About this exercise → When scanning the data, count every line with "true" in it, and report only the resulting number.

--- Data extracts Enclosed Below ---

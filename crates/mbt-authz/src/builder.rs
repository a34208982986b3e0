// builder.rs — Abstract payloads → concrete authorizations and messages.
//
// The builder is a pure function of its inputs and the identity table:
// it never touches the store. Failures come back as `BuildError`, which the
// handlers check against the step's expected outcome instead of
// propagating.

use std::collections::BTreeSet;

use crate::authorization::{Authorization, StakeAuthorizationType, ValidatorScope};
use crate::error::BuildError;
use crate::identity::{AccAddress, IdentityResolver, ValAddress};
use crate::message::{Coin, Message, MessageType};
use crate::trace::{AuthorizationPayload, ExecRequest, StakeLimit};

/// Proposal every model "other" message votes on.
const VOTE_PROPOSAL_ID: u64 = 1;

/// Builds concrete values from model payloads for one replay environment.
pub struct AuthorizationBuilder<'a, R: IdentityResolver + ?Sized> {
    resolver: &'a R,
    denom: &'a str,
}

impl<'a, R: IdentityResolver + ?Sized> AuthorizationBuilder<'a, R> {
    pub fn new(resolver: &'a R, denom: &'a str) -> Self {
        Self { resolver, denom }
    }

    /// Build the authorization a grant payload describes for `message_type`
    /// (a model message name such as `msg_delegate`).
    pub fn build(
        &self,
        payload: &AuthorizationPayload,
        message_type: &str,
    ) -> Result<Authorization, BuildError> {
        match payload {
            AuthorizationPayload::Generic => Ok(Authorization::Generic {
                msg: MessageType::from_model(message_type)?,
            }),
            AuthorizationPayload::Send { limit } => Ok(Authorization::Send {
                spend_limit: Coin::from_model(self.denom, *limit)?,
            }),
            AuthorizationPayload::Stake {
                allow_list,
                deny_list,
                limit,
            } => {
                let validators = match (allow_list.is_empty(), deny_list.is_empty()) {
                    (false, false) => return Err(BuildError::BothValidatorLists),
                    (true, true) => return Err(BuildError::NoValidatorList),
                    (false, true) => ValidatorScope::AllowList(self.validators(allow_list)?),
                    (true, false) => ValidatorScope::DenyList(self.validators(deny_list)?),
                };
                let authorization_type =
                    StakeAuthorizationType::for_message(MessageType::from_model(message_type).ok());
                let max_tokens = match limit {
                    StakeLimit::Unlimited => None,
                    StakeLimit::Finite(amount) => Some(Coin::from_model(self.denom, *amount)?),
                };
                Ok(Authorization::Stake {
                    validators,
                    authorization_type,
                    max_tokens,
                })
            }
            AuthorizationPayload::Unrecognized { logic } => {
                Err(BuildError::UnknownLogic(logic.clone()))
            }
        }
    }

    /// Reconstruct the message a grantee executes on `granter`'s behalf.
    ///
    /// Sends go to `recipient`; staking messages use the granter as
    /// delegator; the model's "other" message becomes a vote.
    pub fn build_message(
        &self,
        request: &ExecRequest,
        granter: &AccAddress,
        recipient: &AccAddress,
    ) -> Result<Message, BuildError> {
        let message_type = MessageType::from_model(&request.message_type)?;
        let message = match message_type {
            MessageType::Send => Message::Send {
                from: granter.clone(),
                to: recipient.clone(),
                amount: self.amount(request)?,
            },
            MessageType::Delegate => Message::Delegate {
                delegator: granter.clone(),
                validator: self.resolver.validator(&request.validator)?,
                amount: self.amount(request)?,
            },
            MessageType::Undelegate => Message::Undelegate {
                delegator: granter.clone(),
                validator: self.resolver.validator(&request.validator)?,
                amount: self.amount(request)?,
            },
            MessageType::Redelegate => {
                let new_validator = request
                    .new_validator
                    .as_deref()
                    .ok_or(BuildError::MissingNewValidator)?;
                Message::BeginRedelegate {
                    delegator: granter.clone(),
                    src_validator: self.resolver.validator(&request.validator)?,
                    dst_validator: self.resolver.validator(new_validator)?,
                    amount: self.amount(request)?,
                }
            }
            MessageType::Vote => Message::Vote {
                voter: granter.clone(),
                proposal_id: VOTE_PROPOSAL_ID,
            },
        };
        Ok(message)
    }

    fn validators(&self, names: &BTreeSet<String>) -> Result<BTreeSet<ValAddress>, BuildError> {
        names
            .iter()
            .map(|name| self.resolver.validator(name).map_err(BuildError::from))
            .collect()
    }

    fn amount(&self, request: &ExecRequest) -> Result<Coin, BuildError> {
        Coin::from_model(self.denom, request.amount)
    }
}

--- End of Enclosed Data extracts ---

Written answer → 3